DATA SECTION section start

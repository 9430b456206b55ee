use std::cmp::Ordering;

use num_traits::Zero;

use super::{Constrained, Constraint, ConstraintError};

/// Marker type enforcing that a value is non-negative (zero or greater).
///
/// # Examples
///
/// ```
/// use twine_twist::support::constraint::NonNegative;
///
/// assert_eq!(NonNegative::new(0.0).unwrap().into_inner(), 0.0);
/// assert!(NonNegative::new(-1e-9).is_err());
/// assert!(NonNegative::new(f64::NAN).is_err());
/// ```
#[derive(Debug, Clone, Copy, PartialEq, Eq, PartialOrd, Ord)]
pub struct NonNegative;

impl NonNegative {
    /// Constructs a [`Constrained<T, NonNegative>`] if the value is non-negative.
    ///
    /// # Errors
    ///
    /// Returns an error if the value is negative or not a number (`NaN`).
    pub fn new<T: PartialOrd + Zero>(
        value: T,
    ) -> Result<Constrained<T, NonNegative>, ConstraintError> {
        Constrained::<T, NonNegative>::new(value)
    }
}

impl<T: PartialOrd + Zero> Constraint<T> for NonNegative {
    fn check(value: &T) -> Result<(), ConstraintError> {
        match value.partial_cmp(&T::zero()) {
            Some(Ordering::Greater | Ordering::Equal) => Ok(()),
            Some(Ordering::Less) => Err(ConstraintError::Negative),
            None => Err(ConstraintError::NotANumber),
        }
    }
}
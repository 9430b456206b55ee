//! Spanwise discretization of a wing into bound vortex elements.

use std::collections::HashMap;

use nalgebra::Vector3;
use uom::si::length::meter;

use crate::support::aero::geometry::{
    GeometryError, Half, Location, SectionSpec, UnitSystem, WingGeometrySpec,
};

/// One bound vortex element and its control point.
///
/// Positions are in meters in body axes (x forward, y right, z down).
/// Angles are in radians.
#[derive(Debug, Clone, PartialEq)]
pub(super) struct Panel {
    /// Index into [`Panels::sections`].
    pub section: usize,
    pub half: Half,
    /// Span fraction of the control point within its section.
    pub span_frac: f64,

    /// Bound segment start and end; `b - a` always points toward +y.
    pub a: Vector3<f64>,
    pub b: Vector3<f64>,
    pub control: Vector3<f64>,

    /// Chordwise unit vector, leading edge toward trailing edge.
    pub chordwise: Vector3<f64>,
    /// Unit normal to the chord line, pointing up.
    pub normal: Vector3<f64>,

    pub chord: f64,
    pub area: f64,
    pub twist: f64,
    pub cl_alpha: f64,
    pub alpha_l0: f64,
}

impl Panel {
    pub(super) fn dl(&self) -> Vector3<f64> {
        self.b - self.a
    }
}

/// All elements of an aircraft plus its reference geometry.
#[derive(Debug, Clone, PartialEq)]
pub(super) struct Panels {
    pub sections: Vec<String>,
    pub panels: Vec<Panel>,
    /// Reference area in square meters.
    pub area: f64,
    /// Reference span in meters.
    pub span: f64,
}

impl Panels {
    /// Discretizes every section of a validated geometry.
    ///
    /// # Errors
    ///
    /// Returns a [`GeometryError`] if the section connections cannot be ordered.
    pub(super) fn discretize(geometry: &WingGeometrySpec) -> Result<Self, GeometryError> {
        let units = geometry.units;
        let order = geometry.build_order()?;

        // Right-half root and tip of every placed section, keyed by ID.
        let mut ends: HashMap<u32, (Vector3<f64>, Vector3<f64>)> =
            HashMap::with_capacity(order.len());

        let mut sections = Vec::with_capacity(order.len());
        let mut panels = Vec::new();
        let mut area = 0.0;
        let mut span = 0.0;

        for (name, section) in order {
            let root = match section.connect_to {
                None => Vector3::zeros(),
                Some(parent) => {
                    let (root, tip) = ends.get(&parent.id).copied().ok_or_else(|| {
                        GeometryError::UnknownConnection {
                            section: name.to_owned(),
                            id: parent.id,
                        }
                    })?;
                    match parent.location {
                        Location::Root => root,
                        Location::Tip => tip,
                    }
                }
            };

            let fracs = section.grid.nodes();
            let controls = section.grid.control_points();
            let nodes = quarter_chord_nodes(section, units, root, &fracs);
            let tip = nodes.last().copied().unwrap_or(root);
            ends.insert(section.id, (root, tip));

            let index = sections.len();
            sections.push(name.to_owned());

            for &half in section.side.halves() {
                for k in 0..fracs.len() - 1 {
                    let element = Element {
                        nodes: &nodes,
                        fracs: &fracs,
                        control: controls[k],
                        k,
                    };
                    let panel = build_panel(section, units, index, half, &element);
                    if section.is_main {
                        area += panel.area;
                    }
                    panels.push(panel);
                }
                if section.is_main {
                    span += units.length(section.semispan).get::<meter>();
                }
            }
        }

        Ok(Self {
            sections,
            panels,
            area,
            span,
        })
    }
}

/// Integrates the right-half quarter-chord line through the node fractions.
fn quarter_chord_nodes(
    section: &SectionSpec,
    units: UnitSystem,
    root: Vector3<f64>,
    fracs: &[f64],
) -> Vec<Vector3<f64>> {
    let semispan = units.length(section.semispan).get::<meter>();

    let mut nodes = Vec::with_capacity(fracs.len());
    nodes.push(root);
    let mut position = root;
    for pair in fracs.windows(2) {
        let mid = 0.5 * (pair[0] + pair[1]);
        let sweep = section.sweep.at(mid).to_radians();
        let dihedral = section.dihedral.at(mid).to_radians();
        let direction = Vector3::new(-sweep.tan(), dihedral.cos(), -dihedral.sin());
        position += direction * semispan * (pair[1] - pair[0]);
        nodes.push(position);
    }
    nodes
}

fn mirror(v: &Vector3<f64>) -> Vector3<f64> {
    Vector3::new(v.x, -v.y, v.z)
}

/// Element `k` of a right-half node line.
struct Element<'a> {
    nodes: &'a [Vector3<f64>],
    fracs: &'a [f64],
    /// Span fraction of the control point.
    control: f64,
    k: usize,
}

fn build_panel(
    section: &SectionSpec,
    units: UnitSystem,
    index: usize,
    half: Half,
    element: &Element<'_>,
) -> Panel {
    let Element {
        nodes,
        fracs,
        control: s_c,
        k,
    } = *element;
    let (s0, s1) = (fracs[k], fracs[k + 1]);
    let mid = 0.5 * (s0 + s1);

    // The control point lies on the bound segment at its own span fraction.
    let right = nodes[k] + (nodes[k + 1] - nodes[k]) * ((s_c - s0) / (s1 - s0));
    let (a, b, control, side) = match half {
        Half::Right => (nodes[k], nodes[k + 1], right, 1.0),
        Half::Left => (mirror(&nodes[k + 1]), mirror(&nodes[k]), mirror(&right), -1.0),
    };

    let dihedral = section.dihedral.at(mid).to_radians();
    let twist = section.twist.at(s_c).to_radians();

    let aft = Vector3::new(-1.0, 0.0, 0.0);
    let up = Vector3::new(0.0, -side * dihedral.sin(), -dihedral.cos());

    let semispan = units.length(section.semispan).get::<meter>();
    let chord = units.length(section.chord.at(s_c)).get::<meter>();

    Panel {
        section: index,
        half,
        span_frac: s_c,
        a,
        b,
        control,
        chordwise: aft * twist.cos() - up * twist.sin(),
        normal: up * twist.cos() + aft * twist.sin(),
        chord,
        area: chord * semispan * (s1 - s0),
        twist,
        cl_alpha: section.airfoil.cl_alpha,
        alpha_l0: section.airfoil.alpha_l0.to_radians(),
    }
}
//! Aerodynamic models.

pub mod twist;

DATA SECTION section end
DATA SECTION section start

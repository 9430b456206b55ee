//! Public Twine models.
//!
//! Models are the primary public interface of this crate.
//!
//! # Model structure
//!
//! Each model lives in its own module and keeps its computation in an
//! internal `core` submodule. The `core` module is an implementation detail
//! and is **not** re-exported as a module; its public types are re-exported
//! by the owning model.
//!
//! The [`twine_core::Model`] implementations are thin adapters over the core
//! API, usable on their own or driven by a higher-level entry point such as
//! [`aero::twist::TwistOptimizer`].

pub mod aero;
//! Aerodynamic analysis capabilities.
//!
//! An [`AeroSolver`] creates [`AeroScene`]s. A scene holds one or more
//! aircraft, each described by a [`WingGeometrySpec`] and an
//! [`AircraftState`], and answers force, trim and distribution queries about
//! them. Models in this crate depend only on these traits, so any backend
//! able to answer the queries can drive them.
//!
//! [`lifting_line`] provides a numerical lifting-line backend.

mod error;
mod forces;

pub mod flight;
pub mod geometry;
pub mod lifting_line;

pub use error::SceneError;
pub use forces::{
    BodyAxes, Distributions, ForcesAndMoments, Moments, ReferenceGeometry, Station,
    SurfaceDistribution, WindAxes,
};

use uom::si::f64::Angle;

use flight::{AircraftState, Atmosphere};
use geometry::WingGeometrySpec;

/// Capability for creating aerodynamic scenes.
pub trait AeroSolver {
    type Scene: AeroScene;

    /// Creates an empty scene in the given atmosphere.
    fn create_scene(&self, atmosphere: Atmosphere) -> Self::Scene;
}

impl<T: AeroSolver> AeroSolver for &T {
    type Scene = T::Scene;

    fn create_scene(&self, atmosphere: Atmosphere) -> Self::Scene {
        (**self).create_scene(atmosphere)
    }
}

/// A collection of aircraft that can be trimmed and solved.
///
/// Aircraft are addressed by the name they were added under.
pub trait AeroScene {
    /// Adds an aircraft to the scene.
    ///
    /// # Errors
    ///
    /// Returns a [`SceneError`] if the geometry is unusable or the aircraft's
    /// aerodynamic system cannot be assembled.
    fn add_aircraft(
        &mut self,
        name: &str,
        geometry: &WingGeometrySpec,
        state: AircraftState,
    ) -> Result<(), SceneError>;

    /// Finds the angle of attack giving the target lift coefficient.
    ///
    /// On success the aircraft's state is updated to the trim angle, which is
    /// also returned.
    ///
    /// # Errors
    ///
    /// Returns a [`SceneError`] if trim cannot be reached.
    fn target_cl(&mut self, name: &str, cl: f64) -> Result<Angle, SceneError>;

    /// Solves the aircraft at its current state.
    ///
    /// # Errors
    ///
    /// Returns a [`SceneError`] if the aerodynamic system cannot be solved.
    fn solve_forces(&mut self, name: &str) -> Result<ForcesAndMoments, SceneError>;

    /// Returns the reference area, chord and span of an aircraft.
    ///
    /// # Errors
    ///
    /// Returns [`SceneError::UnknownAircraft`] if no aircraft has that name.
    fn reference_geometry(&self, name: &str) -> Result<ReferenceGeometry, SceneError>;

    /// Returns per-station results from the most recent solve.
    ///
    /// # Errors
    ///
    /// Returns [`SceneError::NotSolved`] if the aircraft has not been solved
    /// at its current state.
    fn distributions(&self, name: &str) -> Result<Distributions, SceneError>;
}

DATA SECTION section end

Which of the lines in the data hold the string "airfoil"? Report each of them by copying it.

TASK RESULT =>
        cl_alpha: section.airfoil.cl_alpha,
        alpha_l0: section.airfoil.alpha_l0.to_radians(),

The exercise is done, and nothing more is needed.